Archive for August, 2013

Hold the Baby. Love the Baby.

Eliana’s been extubated for two days now (no more breathing tube in her throat) and is crying like an old pro. Aside from two days of hearing baby cries, Mom’s had two days of holding baby, something we haven’t been able to do since the dialysis started.

Yay! That really helps make us feel like a normal family.

Have we mentioned that this child has a large personality? She doesn’t like to be disturbed, which as you can imagine, happens a lot in the hospital. Her nurse today had to give her a shot and insert the NG (nasogastric) tube for feeding, both of which were after the excitement of rounds and exams from several doctors this morning. Suffice it to say she didn’t enjoy having the NG tube inserted. In fact, she put up such a huge fuss she completely missed the joke about having a little baby moustache. One of the nurses said it was like wrestling an alligator.
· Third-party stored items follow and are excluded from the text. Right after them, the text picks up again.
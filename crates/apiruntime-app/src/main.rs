//! `apiruntime-app`: the host binary that composes the runtime's one owned
//! CLI contract, `serve-http` (SPEC_FULL.md §6 "CLI surface"). Everything
//! else — a general-purpose CLI framework, DI container — is explicitly
//! out of scope (§1); this binary exists to prove the wiring layer actually
//! boots a listener, the way `agentgateway-app`'s `main.rs` does for its own
//! runtime.
mod wiring;

use std::path::PathBuf;
use std::process::ExitCode;
use std::time::Duration;

use anyhow::{Context, Result};
use apiruntime::config::AppConfig;
use clap::{Parser, Subcommand};
use tokio_util::sync::CancellationToken;

#[derive(Parser)]
#[command(name = "apiruntime", about = "API runtime host binary")]
struct Cli {
	#[command(subcommand)]
	command: Command,
}

#[derive(Subcommand)]
enum Command {
	/// Starts the HTTP listener and blocks until shutdown (SPEC_FULL.md §6).
	ServeHttp {
		#[arg(long)]
		config: PathBuf,
		#[arg(long)]
		host: Option<String>,
		#[arg(long)]
		port: Option<u16>,
	},
}

fn main() -> ExitCode {
	let cli = Cli::parse();
	let runtime = match tokio::runtime::Builder::new_multi_thread().enable_all().build() {
		Ok(rt) => rt,
		Err(e) => {
			eprintln!("failed to start the tokio runtime: {e}");
			return ExitCode::from(1);
		},
	};

	match cli.command {
		Command::ServeHttp { config, host, port } => runtime.block_on(serve_http(config, host, port)),
	}
}

async fn serve_http(config_path: PathBuf, host: Option<String>, port: Option<u16>) -> ExitCode {
	let mut config = match load_config(&config_path) {
		Ok(config) => config,
		Err(e) => {
			eprintln!("config error: {e:#}");
			return ExitCode::from(2);
		},
	};

	if let Some(host) = host {
		config.httpserver.server.host = host;
	}
	if let Some(port) = port {
		config.httpserver.server.port = port;
	}

	let built = match wiring::Builder::new(config).build() {
		Ok(built) => built,
		Err(e) => {
			eprintln!("config error: {e:#}");
			return ExitCode::from(2);
		},
	};

	match run_server(built).await {
		Ok(()) => ExitCode::from(0),
		Err(e) => {
			eprintln!("server error: {e:#}");
			ExitCode::from(1)
		},
	}
}

fn load_config(path: &PathBuf) -> Result<AppConfig> {
	let raw = std::fs::read_to_string(path).with_context(|| format!("reading {}", path.display()))?;
	serde_yaml::from_str(&raw).with_context(|| format!("parsing {}", path.display()))
}

/// Binds the listener and serves until a shutdown signal is observed.
/// `with_graceful_shutdown`'s future resolves the instant a signal arrives
/// (so `axum` stops accepting new connections immediately); the grace
/// deadline described in SPEC_FULL.md §5 is enforced separately by a spawned
/// task that cancels the shared token only after `shutdown_timeout` has
/// elapsed, giving in-flight handlers a chance to finish on their own first.
async fn run_server(built: wiring::Built) -> Result<()> {
	let listener = tokio::net::TcpListener::bind(&built.bind_addr).await.with_context(|| format!("binding {}", built.bind_addr))?;
	tracing::info!(addr = %built.bind_addr, "apiruntime listening");

	let shutdown = built.shutdown.clone();
	let shutdown_timeout = built.shutdown_timeout;

	axum::serve(listener, built.router)
		.with_graceful_shutdown(shutdown_signal(shutdown, shutdown_timeout))
		.await
		.context("serving requests")
}

async fn shutdown_signal(cancellation: CancellationToken, shutdown_timeout: Duration) {
	wait_for_signal().await;
	tracing::info!("shutdown signal received, draining in-flight requests");
	tokio::spawn(async move {
		tokio::time::sleep(shutdown_timeout).await;
		cancellation.cancel();
	});
}

async fn wait_for_signal() {
	let ctrl_c = async {
		tokio::signal::ctrl_c().await.expect("failed to install ctrl-c handler");
	};

	#[cfg(unix)]
	let terminate = async {
		tokio::signal::unix::signal(tokio::signal::unix::SignalKind::terminate())
			.expect("failed to install sigterm handler")
			.recv()
			.await;
	};
	#[cfg(not(unix))]
	let terminate = std::future::pending::<()>();

	tokio::select! {
		_ = ctrl_c => {},
		_ = terminate => {},
	}
}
An alligator with a moustache, that is.

7-23 Eliana upclose

Things are status quo with the cardiologists and moving along well with dialysis–she just needs to heal up around the catheter’s entrance and exit incisions.  There’s no specific timeline for being released, but we’ve started our homework by chosing a home nursing agency and we are looking forward to the next steps on the road home.


August 29, 2013 at 10:35 PM Leave a comment

On Vacation

It’s been a little over a week since Eliana started on dialysis.  Things were going so well after the first few days that the doctors decided to plunge ahead with her care, so they took her off the ventilator and started easing her back into bottle feeding.  But all that change at once was a bit too much for her, and she regressed just enough to let the doctors know that she needed to go at it more slowly.

So in a manner of speaking, she got a bit of a vacation.  They put her back on the ventilator for a bit, stopped the bottle feedings (she’s still getting nutrition through an IV line, just no milk), and even stopped dialysis for a couple of days just to let her rest.  Since Thursday they’ve been weaning down her ventilator settings and reintroducing dialysis, and things seem to be going much better.  So here’s to a week of slow, steady progress.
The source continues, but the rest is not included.